*** Task inputs ***

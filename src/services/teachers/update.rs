use actix_web::{HttpRequest, HttpResponse, Result as ActixResult};
use tracing::info;

use super::TeacherService;
use super::profile::build_teacher_profile;
use crate::models::ErrorCode;
use crate::models::teachers::entities::TeacherStatus;
use crate::models::teachers::requests::UpdateTeacherRequest;
use crate::models::teachers::responses::TeacherToggleActiveResponse;
use crate::models::users::requests::UserUpdate;
use crate::services::respond;
use crate::utils::password::hash_password;
use crate::utils::validate::{format_postal_code, validate_postal_code};

pub async fn update_teacher(
    service: &TeacherService,
    request: &HttpRequest,
    teacher_id: i64,
    update_data: UpdateTeacherRequest,
) -> ActixResult<HttpResponse> {
    let storage = service.get_storage(request);

    let teacher = match storage.get_teacher_by_id(teacher_id).await {
        Ok(Some(teacher)) => teacher,
        Ok(None) => {
            return Ok(respond::not_found(
                ErrorCode::TeacherNotFound,
                "Teacher not found",
            ));
        }
        Err(e) => return Ok(respond::internal("Failed to get teacher", e)),
    };

    let user = match storage.get_user_by_id(teacher.user_id).await {
        Ok(Some(user)) => user,
        Ok(None) => {
            return Ok(respond::not_found(ErrorCode::UserNotFound, "User not found"));
        }
        Err(e) => return Ok(respond::internal("Failed to get user", e)),
    };

    if update_data.name.trim().is_empty() || update_data.email.trim().is_empty() {
        return Ok(respond::bad_request(
            ErrorCode::BadRequest,
            "Name and email are required",
        ));
    }

    if update_data.email.trim().to_lowercase() != user.email {
        match storage.get_user_by_email(update_data.email.trim()).await {
            Ok(Some(other)) if other.id != user.id => {
                return Ok(respond::bad_request(
                    ErrorCode::EmailAlreadyExists,
                    "Email is already registered",
                ));
            }
            Ok(_) => {}
            Err(e) => return Ok(respond::internal("Failed to check email", e)),
        }
    }

    if let Some(cpf) = &update_data.cpf
        && Some(cpf) != user.cpf.as_ref()
    {
        match storage.get_user_by_cpf(cpf).await {
            Ok(Some(other)) if other.id != user.id => {
                return Ok(respond::bad_request(
                    ErrorCode::CpfAlreadyExists,
                    "CPF is already registered",
                ));
            }
            Ok(_) => {}
            Err(e) => return Ok(respond::internal("Failed to check CPF", e)),
        }
    }

    if let Err(e) = validate_postal_code(&update_data.postal_code) {
        return Ok(respond::bad_request(ErrorCode::BadRequest, e));
    }

    let password_hash = match &update_data.password {
        Some(password) if !password.is_empty() => match hash_password(password) {
            Ok(hash) => Some(hash),
            Err(e) => return Ok(respond::internal("Password hashing failed", e)),
        },
        _ => None,
    };

    let mut address = update_data.address.clone();
    address.postal_code = format_postal_code(&update_data.postal_code);

    if let Err(e) = storage
        .update_user(
            user.id,
            UserUpdate {
                name: Some(update_data.name.trim().to_string()),
                email: Some(update_data.email.trim().to_lowercase()),
                password_hash,
                age: update_data.age,
                cpf: update_data.cpf.clone(),
                address: Some(address),
            },
        )
        .await
    {
        return Ok(respond::internal("Failed to update user", e));
    }

    // 班级是幂等追加（成员关系归属班级侧），科目整体替换
    if let Some(class_ids) = &update_data.class_ids {
        for class_id in class_ids {
            if let Err(e) = storage.add_class_teacher(*class_id, teacher.id).await {
                return Ok(respond::internal("Failed to link teacher class", e));
            }
        }
    }
    if let Some(subject_ids) = &update_data.subject_ids
        && let Err(e) = storage.set_teacher_subjects(teacher.id, subject_ids).await
    {
        return Ok(respond::internal("Failed to relink teacher subjects", e));
    }

    match build_teacher_profile(&storage, teacher).await {
        Ok(profile) => Ok(respond::ok(profile, "Teacher updated successfully")),
        Err(e) => Ok(respond::internal("Failed to build teacher profile", e)),
    }
}

/// 封禁/解封：用户 active 翻转，教师状态随之切换 dismissed/active
pub async fn toggle_active(
    service: &TeacherService,
    request: &HttpRequest,
    teacher_id: i64,
) -> ActixResult<HttpResponse> {
    let storage = service.get_storage(request);

    let teacher = match storage.get_teacher_by_id(teacher_id).await {
        Ok(Some(teacher)) => teacher,
        Ok(None) => {
            return Ok(respond::not_found(
                ErrorCode::TeacherNotFound,
                "Teacher not found",
            ));
        }
        Err(e) => return Ok(respond::internal("Failed to get teacher", e)),
    };

    let user = match storage.get_user_by_id(teacher.user_id).await {
        Ok(Some(user)) => user,
        Ok(None) => {
            return Ok(respond::not_found(ErrorCode::UserNotFound, "User not found"));
        }
        Err(e) => return Ok(respond::internal("Failed to get user", e)),
    };

    let new_active = !user.active;
    if let Err(e) = storage.set_user_active(user.id, new_active).await {
        return Ok(respond::internal("Failed to toggle account", e));
    }

    let new_status = if new_active {
        TeacherStatus::Active
    } else {
        TeacherStatus::Dismissed
    };
    if let Err(e) = storage.set_teacher_status(teacher.id, new_status).await {
        return Ok(respond::internal("Failed to update teacher status", e));
    }

    let refreshed = match storage.get_teacher_by_id(teacher_id).await {
        Ok(Some(teacher)) => teacher,
        _ => teacher,
    };

    info!(
        "Teacher {} {}",
        teacher_id,
        if new_active { "unblocked" } else { "blocked" }
    );

    match build_teacher_profile(&storage, refreshed).await {
        Ok(profile) => Ok(respond::ok(
            TeacherToggleActiveResponse {
                active: new_active,
                teacher: profile,
            },
            if new_active {
                "Account activated successfully"
            } else {
                "Account blocked successfully"
            },
        )),
        Err(e) => Ok(respond::internal("Failed to build teacher profile", e)),
    }
}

*** End of Task inputs ***

Aim of the exercise:
The records above must be retyped in full, exactly.

Response box:
filename src/services/teachers/update.rs
use actix_web::{HttpRequest, HttpResponse, Result as ActixResult};
use tracing::info;

use super::TeacherService;
use super::profile::build_teacher_profile;
use crate::models::ErrorCode;
use crate::models::teachers::entities::TeacherStatus;
use crate::models::teachers::requests::UpdateTeacherRequest;
use crate::models::teachers::responses::TeacherToggleActiveResponse;
use crate::models::users::requests::UserUpdate;
use crate::services::respond;
use crate::utils::password::hash_password;
use crate::utils::validate::{format_postal_code, validate_postal_code};

pub async fn update_teacher(
    service: &TeacherService,
    request: &HttpRequest,
    teacher_id: i64,
    update_data: UpdateTeacherRequest,
) -> ActixResult<HttpResponse> {
    let storage = service.get_storage(request);

    let teacher = match storage.get_teacher_by_id(teacher_id).await {
        Ok(Some(teacher)) => teacher,
        Ok(None) => {
            return Ok(respond::not_found(
                ErrorCode::TeacherNotFound,
                "Teacher not found",
            ));
        }
        Err(e) => return Ok(respond::internal("Failed to get teacher", e)),
    };

    let user = match storage.get_user_by_id(teacher.user_id).await {
        Ok(Some(user)) => user,
        Ok(None) => {
            return Ok(respond::not_found(ErrorCode::UserNotFound, "User not found"));
        }
        Err(e) => return Ok(respond::internal("Failed to get user", e)),
    };

    if update_data.name.trim().is_empty() || update_data.email.trim().is_empty() {
        return Ok(respond::bad_request(
            ErrorCode::BadRequest,
            "Name and email are required",
        ));
    }

    if update_data.email.trim().to_lowercase() != user.email {
        match storage.get_user_by_email(update_data.email.trim()).await {
            Ok(Some(other)) if other.id != user.id => {
                return Ok(respond::bad_request(
                    ErrorCode::EmailAlreadyExists,
                    "Email is already registered",
                ));
            }
            Ok(_) => {}
            Err(e) => return Ok(respond::internal("Failed to check email", e)),
        }
    }

    if let Some(cpf) = &update_data.cpf
        && Some(cpf) != user.cpf.as_ref()
    {
        match storage.get_user_by_cpf(cpf).await {
            Ok(Some(other)) if other.id != user.id => {
                return Ok(respond::bad_request(
                    ErrorCode::CpfAlreadyExists,
                    "CPF is already registered",
                ));
            }
            Ok(_) => {}
            Err(e) => return Ok(respond::internal("Failed to check CPF", e)),
        }
    }

    if let Err(e) = validate_postal_code(&update_data.postal_code) {
        return Ok(respond::bad_request(ErrorCode::BadRequest, e));
    }

    let password_hash = match &update_data.password {
        Some(password) if !password.is_empty() => match hash_password(password) {
            Ok(hash) => Some(hash),
            Err(e) => return Ok(respond::internal("Password hashing failed", e)),
        },
        _ => None,
    };

    let mut address = update_data.address.clone();
    address.postal_code = format_postal_code(&update_data.postal_code);

    if let Err(e) = storage
        .update_user(
            user.id,
            UserUpdate {
                name: Some(update_data.name.trim().to_string()),
                email: Some(update_data.email.trim().to_lowercase()),
                password_hash,
                age: update_data.age,
                cpf: update_data.cpf.clone(),
                address: Some(address),
            },
        )
        .await
    {
        return Ok(respond::internal("Failed to update user", e));
    }

    // 班级是幂等追加（成员关系归属班级侧），科目整体替换
    if let Some(class_ids) = &update_data.class_ids {
        for class_id in class_ids {
            if let Err(e) = storage.add_class_teacher(*class_id, teacher.id).await {
                return Ok(respond::internal("Failed to link teacher class", e));
            }
        }
    }
    if let Some(subject_ids) = &update_data.subject_ids
        && let Err(e) = storage.set_teacher_subjects(teacher.id, subject_ids).await
    {
        return Ok(respond::internal("Failed to relink teacher subjects", e));
    }

    match build_teacher_profile(&storage, teacher).await {
        Ok(profile) => Ok(respond::ok(profile, "Teacher updated successfully")),
        Err(e) => Ok(respond::internal("Failed to build teacher profile", e)),
    }
}

/// 封禁/解封：用户 active 翻转，教师状态随之切换 dismissed/active
pub async fn toggle_active(
    service: &TeacherService,
    request: &HttpRequest,
    teacher_id: i64,
) -> ActixResult<HttpResponse> {
    let storage = service.get_storage(request);

    let teacher = match storage.get_teacher_by_id(teacher_id).await {
        Ok(Some(teacher)) => teacher,
        Ok(None) => {
            return Ok(respond::not_found(
                ErrorCode::TeacherNotFound,
                "Teacher not found",
            ));
        }
        Err(e) => return Ok(respond::internal("Failed to get teacher", e)),
    };

    let user = match storage.get_user_by_id(teacher.user_id).await {
        Ok(Some(user)) => user,
        Ok(None) => {
            return Ok(respond::not_found(ErrorCode::UserNotFound, "User not found"));
        }
        Err(e) => return Ok(respond::internal("Failed to get user", e)),
    };

    let new_active = !user.active;
    if let Err(e) = storage.set_user_active(user.id, new_active).await {
        return Ok(respond::internal("Failed to toggle account", e));
    }

    let new_status = if new_active {
        TeacherStatus::Active
    } else {
        TeacherStatus::Dismissed
    };
    if let Err(e) = storage.set_teacher_status(teacher.id, new_status).await {
        return Ok(respond::internal("Failed to update teacher status", e));
    }

    let refreshed = match storage.get_teacher_by_id(teacher_id).await {
        Ok(Some(teacher)) => teacher,
        _ => teacher,
    };

    info!(
        "Teacher {} {}",
        teacher_id,
        if new_active { "unblocked" } else { "blocked" }
    );

    match build_teacher_profile(&storage, refreshed).await {
        Ok(profile) => Ok(respond::ok(
            TeacherToggleActiveResponse {
                active: new_active,
                teacher: profile,
            },
            if new_active {
                "Account activated successfully"
            } else {
                "Account blocked successfully"
            },
        )),
        Err(e) => Ok(respond::internal("Failed to build teacher profile", e)),
    }
}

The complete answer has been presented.